Veterans History Project: Carl Gatlin - MSNewsNow.com - Jackson, MS

03/02/09

Veterans History Project: Carl Gatlin

By Jennifer Martin - email

"I was raised on a farm and back thenwhere we lived there was just no hopes, nothing," Carl Gatlin recalled.

He decided he would purse a new life in the Army.

"We was trained as amphibious. We made landings. We were the ones who established beachheads," Gatlin said.

He was training stateside with the 30th Regiment, 3rd Infantry Division, when the Japanese hit Pearl Harbor.

"They loaded us on the boat and after we got so far out in the ocean, they told us where we were going. That we were going into war and that we were going to land in Africa," Gatlin continued.

They expected that German forces there would already be under French control.

"But just about time they told us to climb down the rope into the landing boat. They opened up with everything they had. They shot at us with big guns, airplanes scraping us, shelling us with everything they had," Gatlin said.
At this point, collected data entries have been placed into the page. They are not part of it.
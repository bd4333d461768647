//! Sliding-window rate limiter
//!
//! A 60-second window of execute-commit timestamps. `can_execute` prunes
//! and reports budget without mutating the committed set; `record` is
//! called only after every guard has passed and execution is committed.

use std::collections::VecDeque;
use std::time::{Duration, Instant};

use parking_lot::Mutex;

/// Window width for the execution budget
pub const RATE_WINDOW: Duration = Duration::from_secs(60);

/// Sliding-window limiter over execute commits
pub struct RateLimiter {
    limit: usize,
    timestamps: Mutex<VecDeque<Instant>>,
}

impl RateLimiter {
    pub fn new(limit: usize) -> Self {
        Self {
            limit,
            timestamps: Mutex::new(VecDeque::new()),
        }
    }

    fn prune(&self, now: Instant) {
        let mut timestamps = self.timestamps.lock();
        while let Some(oldest) = timestamps.front() {
            if now.duration_since(*oldest) >= RATE_WINDOW {
                timestamps.pop_front();
            } else {
                break;
            }
        }
    }

    /// Budget remaining in the current window
    pub fn remaining_budget_at(&self, now: Instant) -> usize {
        self.prune(now);
        self.limit.saturating_sub(self.timestamps.lock().len())
    }

    /// Whether an execution may be committed right now
    pub fn can_execute_at(&self, now: Instant) -> bool {
        self.remaining_budget_at(now) > 0
    }

    pub fn can_execute(&self) -> bool {
        self.can_execute_at(Instant::now())
    }

    /// Commit one execution timestamp
    pub fn record_at(&self, now: Instant) {
        self.timestamps.lock().push_back(now);
    }

    pub fn record(&self) {
        self.record_at(Instant::now());
    }
}

#[cfg(test)]
mod tests {
    use super::*;

    #[test]
    fn budget_exhausts_after_limit_records() {
        let limiter = RateLimiter::new(6);
        let now = Instant::now();
        for _ in 0..6 {
            assert!(limiter.can_execute_at(now));
            limiter.record_at(now);
        }
        assert!(!limiter.can_execute_at(now));
        assert_eq!(limiter.remaining_budget_at(now), 0);
    }

    #[test]
    fn budget_returns_after_window_of_inactivity() {
        let limiter = RateLimiter::new(2);
        let start = Instant::now();
        limiter.record_at(start);
        limiter.record_at(start);
        assert!(!limiter.can_execute_at(start));

        let later = start + RATE_WINDOW + Duration::from_secs(1);
        assert!(limiter.can_execute_at(later));
        assert_eq!(limiter.remaining_budget_at(later), 2);
    }

    #[test]
    fn can_execute_does_not_consume_budget() {
        let limiter = RateLimiter::new(1);
        let now = Instant::now();
        for _ in 0..10 {
            assert!(limiter.can_execute_at(now));
        }
        assert_eq!(limiter.remaining_budget_at(now), 1);
    }
}
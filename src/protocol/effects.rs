//! Synchronization effects produced by the protocol reducers

use chrono::{DateTime, Utc};
use serde::{Deserialize, Serialize};

use crate::task::{HoldReason, TaskId, TaskStatus};

/// Ordered synchronization effect
#[derive(Debug, Clone, PartialEq, Serialize, Deserialize)]
#[serde(tag = "effect", rename_all = "snake_case")]
pub enum SyncEffect {
    /// Place a hold on a goal-bound task
    ApplyHold {
        task_id: TaskId,
        reason: HoldReason,
        #[serde(skip_serializing_if = "Option::is_none")]
        next_review_at: Option<DateTime<Utc>>,
    },
    /// Clear the hold on a goal-bound task
    ClearHold { task_id: TaskId },
    /// Move a task to a new status; must be routed through the integration
    /// mutator with protocol origin, never written to the store directly
    UpdateTaskStatus {
        task_id: TaskId,
        status: TaskStatus,
        reason: String,
    },
    /// Update the owning goal's status
    UpdateGoalStatus {
        goal_id: String,
        status: String,
        reason: String,
    },
    /// Deliberate no-op, kept for audit of why nothing happened
    Noop { reason: String },
}

impl SyncEffect {
    /// Task targeted by this effect, when it targets one
    pub fn target_task(&self) -> Option<&str> {
        match self {
            SyncEffect::ApplyHold { task_id, .. }
            | SyncEffect::ClearHold { task_id }
            | SyncEffect::UpdateTaskStatus { task_id, .. } => Some(task_id),
            _ => None,
        }
    }
}

/// Goal-level status notification
#[derive(Debug, Clone, PartialEq, Serialize, Deserialize)]
#[serde(rename_all = "camelCase")]
pub struct GoalStatusUpdate {
    pub goal_id: String,
    pub status: String,
    pub reason: String,
}

/// Output of a protocol reducer
#[derive(Debug, Clone, Default, PartialEq)]
pub struct ReducerOutput {
    pub sync_effects: Vec<SyncEffect>,
    pub goal_status_updates: Vec<GoalStatusUpdate>,
}

impl ReducerOutput {
    pub fn is_empty(&self) -> bool {
        self.sync_effects.is_empty() && self.goal_status_updates.is_empty()
    }
}

/// Split hold effects that target the given task from everything else.
///
/// Self hold-effects must be applied to the in-memory task before its
/// `set_task` commit so the commit sees status and hold together; the
/// remainder is applied after the commit.
pub fn partition_self_hold_effects(
    task_id: &str,
    effects: Vec<SyncEffect>,
) -> (Vec<SyncEffect>, Vec<SyncEffect>) {
    effects.into_iter().partition(|effect| {
        matches!(
            effect,
            SyncEffect::ApplyHold { task_id: target, .. } | SyncEffect::ClearHold { task_id: target }
                if target == task_id
        )
    })
}

#[cfg(test)]
mod tests {
    use super::*;

    fn sample_effects() -> Vec<SyncEffect> {
        vec![
            SyncEffect::ApplyHold {
                task_id: "t1".to_string(),
                reason: HoldReason::Preempted,
                next_review_at: None,
            },
            SyncEffect::ClearHold {
                task_id: "t2".to_string(),
            },
            SyncEffect::UpdateTaskStatus {
                task_id: "t1".to_string(),
                status: TaskStatus::Paused,
                reason: "preempted".to_string(),
            },
            SyncEffect::Noop {
                reason: "nothing to do".to_string(),
            },
        ]
    }

    #[test]
    fn partition_keeps_only_matching_hold_effects() {
        let effects = sample_effects();
        let total = effects.len();
        let (self_effects, remaining) = partition_self_hold_effects("t1", effects);

        assert_eq!(self_effects.len(), 1);
        assert!(matches!(
            &self_effects[0],
            SyncEffect::ApplyHold { task_id, .. } if task_id == "t1"
        ));
        // UpdateTaskStatus for t1 is not a hold effect and stays in the remainder
        assert_eq!(self_effects.len() + remaining.len(), total);
    }

    #[test]
    fn partition_of_unrelated_task_moves_nothing() {
        let effects = sample_effects();
        let (self_effects, remaining) = partition_self_hold_effects("elsewhere", effects);
        assert!(self_effects.is_empty());
        assert_eq!(remaining.len(), 4);
    }
}
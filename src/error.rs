//! Error types for the task execution spine

use thiserror::Error;

/// Result type for spine operations
pub type SpineResult<T> = Result<T, SpineError>;

/// Error types surfaced at the core boundary
#[derive(Error, Debug)]
pub enum SpineError {
    /// Task lookup failed
    #[error("Task {0} not found")]
    TaskNotFound(String),

    /// Management or protocol transition rejected
    #[error("Invalid state transition from {from} to {to}")]
    InvalidTransition { from: String, to: String },

    /// Strict-finalize tripwire fired at the commit boundary
    #[error("Task finalization invariant violated: {0}")]
    FinalizeInvariant(String),

    /// Sterling ingest could not produce executable steps
    #[error("Sterling ingest blocked: {0}")]
    IngestBlocked(String),

    /// Step lookup failed
    #[error("Step {step_id} not found on task {task_id}")]
    StepNotFound { task_id: String, step_id: String },

    /// Remote action endpoint failure
    #[error("Gateway error: {0}")]
    Gateway(String),

    /// Configuration error
    #[error("Configuration error: {0}")]
    Config(String),

    /// Serialization error
    #[error("Serialization error: {0}")]
    Serialization(String),

    /// Operation timed out
    #[error("Operation timed out")]
    Timeout,

    /// Internal error
    #[error("Internal error: {0}")]
    Internal(String),
}

impl From<serde_json::Error> for SpineError {
    fn from(err: serde_json::Error) -> Self {
        SpineError::Serialization(err.to_string())
    }
}

impl From<reqwest::Error> for SpineError {
    fn from(err: reqwest::Error) -> Self {
        if err.is_timeout() {
            SpineError::Timeout
        } else {
            SpineError::Gateway(err.to_string())
        }
    }
}
// taskspine/src/main.rs
// Executor daemon entry point

#![deny(clippy::unwrap_used)]
#![deny(clippy::expect_used)]

use std::sync::Arc;

use clap::Parser;
use tracing::{info, warn};
use tracing_subscriber::EnvFilter;

use taskspine::{
    EventBus, ExecutionGateway, ExecutorConfig, ExecutorSupervisor, TaskIntegration, TaskStore,
};

/// Task execution spine for an autonomous Minecraft agent
#[derive(Parser, Debug)]
#[command(name = "taskspine", version, about)]
struct Cli {
    /// Remote action endpoint base URL (overrides BOT_ENDPOINT_URL)
    #[arg(long)]
    endpoint: Option<String>,

    /// Poll interval in milliseconds (overrides EXECUTOR_POLL_MS)
    #[arg(long)]
    poll_ms: Option<u64>,

    /// Print the effective configuration and exit
    #[arg(long)]
    show_config: bool,
}

#[tokio::main]
async fn main() -> anyhow::Result<()> {
    tracing_subscriber::fmt()
        .with_env_filter(EnvFilter::from_default_env())
        .init();

    let cli = Cli::parse();
    let mut config = ExecutorConfig::from_env();
    if let Some(endpoint) = cli.endpoint {
        config.bot_endpoint_url = endpoint;
    }
    if let Some(poll_ms) = cli.poll_ms {
        config.poll_ms = poll_ms;
    }

    if cli.show_config {
        println!("{}", serde_json::to_string_pretty(&config)?);
        return Ok(());
    }

    info!(
        mode = config.mode.as_str(),
        poll_ms = config.poll_ms,
        endpoint = %config.bot_endpoint_url,
        "starting task execution spine"
    );

    let store = Arc::new(TaskStore::new(config.history_limit, config.strict_finalize));
    let (events, mut event_rx) = EventBus::new();
    let integration = Arc::new(TaskIntegration::new(
        Arc::clone(&store),
        config.clone(),
        events.clone(),
    ));
    let gateway = Arc::new(ExecutionGateway::new(config.clone()));
    let supervisor = Arc::new(ExecutorSupervisor::new(
        config,
        Arc::clone(&integration),
        Arc::clone(&gateway),
    ));

    // Drain lifecycle events into the log
    tokio::spawn(async move {
        while let Some(event) = event_rx.recv().await {
            match serde_json::to_string(&event) {
                Ok(line) => info!(event = %line, "lifecycle event"),
                Err(err) => warn!(error = %err, "unserializable lifecycle event"),
            }
        }
    });

    supervisor.start();

    tokio::signal::ctrl_c().await?;
    info!("shutdown requested");
    supervisor.emergency_stop();

    Ok(())
}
In the confusion, the man running Gatlin's boat missed the landing site in Fedhala and got caught in coral 100 yards from land.

"We were supposed to capture one of them big guns that was shooting at us. When we got to shore, we stopped and dug us a foxhole," Gatlin said.

"I guess about 2 days, the Germans come in with their submarines and sunk all of our ships, so we didn't have no supplies, no clothes, nothing," Gatlin contined. "We went ahead and captured the gun that we were supposed to. Once that happened, then the French joined us."

They chased the Germans to Tunis; then moved on to Sicily and later Italy.

"Anzio was the worst part of the war. Our mission was to cut the highway that goes from Rome to the monestary up on the mountain," Gatlin said. "The Germans had the mountain."

They thought that would trap the Germans.

"But it didn't work that way. We didn't have enough men, and equipment and stuff to cross like we were supposed to," said Gatlin.

The generals realized the Germans could cut off U.S. forces from behind. So they stopped where they were and dug in.

"And we were being fired at 24 hours a day for 6 months. People went crazy; people shot theirselves. They'd do anything to be sent back to the hospital or something like that," Gatlin said.

"If we'd have had to stay a little while longer, I probably would have shot myself, because everybody there was crazy," Gatlin said.

They finally broke out, sledding through the minefields on sheets of steel, tied behind their tanks.

"I believe the Lord just took care of, took care of me," Gatlin added.

They went on to fight through France and Germany and were in Munich when the war ended.

"We had freed several of those Holocaust places where they killed, burned these people. We went in one of these places and everywhere you look there was dead people laying around. And on the inside, where they worked em and where they burned em, there was two rooms in one building: naked people stacked all the way from floor to ceiling, women, kids, waiting to be burned," Gatlin said.

After the war, he got married and settled in Bogue Chitto.